**What is being asked**
Would you please return the lines of the material that contain the word "CreateForm"?
BEGIN Exercise material
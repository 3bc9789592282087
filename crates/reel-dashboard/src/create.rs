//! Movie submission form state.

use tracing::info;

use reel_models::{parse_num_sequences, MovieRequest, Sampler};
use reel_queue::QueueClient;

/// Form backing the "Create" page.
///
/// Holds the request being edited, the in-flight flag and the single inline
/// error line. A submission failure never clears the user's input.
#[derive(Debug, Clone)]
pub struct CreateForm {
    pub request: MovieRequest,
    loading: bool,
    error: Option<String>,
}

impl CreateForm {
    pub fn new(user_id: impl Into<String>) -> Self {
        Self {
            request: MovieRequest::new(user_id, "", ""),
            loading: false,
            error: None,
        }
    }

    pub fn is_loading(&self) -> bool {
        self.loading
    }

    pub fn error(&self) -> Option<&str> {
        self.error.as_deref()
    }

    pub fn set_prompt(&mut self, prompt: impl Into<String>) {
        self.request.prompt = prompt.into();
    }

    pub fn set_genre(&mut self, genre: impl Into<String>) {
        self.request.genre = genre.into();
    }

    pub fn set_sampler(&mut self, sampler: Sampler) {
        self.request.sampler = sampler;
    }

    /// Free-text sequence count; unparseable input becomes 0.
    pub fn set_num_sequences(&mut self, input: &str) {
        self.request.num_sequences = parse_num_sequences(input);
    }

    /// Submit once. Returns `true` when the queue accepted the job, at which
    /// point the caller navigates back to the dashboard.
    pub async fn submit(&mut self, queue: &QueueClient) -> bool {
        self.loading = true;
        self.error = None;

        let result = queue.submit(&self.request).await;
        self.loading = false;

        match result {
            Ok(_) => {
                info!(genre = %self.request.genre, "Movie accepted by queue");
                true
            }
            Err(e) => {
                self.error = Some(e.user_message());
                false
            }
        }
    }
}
END Exercise material
BEGIN Exercise material
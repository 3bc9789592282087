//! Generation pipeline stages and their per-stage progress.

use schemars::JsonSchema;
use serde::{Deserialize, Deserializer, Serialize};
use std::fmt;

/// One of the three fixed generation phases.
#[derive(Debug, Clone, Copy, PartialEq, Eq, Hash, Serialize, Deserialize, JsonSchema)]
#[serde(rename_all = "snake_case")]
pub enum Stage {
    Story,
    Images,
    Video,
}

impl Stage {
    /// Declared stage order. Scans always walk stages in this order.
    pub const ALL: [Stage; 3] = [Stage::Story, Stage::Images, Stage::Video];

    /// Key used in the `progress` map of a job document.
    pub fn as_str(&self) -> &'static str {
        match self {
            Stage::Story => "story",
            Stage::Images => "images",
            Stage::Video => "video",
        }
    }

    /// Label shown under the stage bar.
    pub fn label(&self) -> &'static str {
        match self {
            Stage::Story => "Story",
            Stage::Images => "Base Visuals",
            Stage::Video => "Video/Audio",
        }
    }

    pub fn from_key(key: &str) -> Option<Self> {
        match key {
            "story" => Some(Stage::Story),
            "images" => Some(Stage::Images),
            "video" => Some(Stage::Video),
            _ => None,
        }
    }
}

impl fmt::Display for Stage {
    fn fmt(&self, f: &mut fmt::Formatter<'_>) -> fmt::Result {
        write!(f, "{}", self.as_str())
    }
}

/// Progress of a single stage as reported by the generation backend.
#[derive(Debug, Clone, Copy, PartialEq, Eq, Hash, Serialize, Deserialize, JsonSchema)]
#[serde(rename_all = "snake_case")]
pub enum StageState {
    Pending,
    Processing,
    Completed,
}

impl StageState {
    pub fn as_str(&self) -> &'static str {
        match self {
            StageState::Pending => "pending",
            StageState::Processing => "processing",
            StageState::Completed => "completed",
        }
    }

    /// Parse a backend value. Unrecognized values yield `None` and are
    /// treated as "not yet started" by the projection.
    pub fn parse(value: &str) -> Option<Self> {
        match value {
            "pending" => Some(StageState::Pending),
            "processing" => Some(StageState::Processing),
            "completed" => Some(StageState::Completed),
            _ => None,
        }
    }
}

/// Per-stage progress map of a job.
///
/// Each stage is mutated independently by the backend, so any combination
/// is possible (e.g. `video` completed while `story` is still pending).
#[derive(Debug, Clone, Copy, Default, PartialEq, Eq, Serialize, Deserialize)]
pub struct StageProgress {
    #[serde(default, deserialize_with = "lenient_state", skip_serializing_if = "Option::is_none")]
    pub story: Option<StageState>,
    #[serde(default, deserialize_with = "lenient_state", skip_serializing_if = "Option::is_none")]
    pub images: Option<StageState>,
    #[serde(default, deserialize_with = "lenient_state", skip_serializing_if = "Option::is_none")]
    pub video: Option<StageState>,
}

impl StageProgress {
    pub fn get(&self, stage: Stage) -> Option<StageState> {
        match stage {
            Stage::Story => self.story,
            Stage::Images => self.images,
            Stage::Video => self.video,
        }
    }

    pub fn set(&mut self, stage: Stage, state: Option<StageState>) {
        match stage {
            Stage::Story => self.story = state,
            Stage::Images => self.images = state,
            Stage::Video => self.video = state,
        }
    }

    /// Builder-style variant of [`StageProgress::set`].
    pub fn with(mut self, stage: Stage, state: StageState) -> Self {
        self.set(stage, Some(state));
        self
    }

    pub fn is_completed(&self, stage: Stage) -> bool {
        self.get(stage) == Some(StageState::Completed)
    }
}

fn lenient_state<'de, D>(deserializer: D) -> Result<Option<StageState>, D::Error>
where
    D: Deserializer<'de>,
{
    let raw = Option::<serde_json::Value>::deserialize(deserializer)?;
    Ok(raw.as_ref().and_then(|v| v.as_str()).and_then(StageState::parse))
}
END Exercise material
**Solution for this problem**
pub struct CreateForm {
impl CreateForm {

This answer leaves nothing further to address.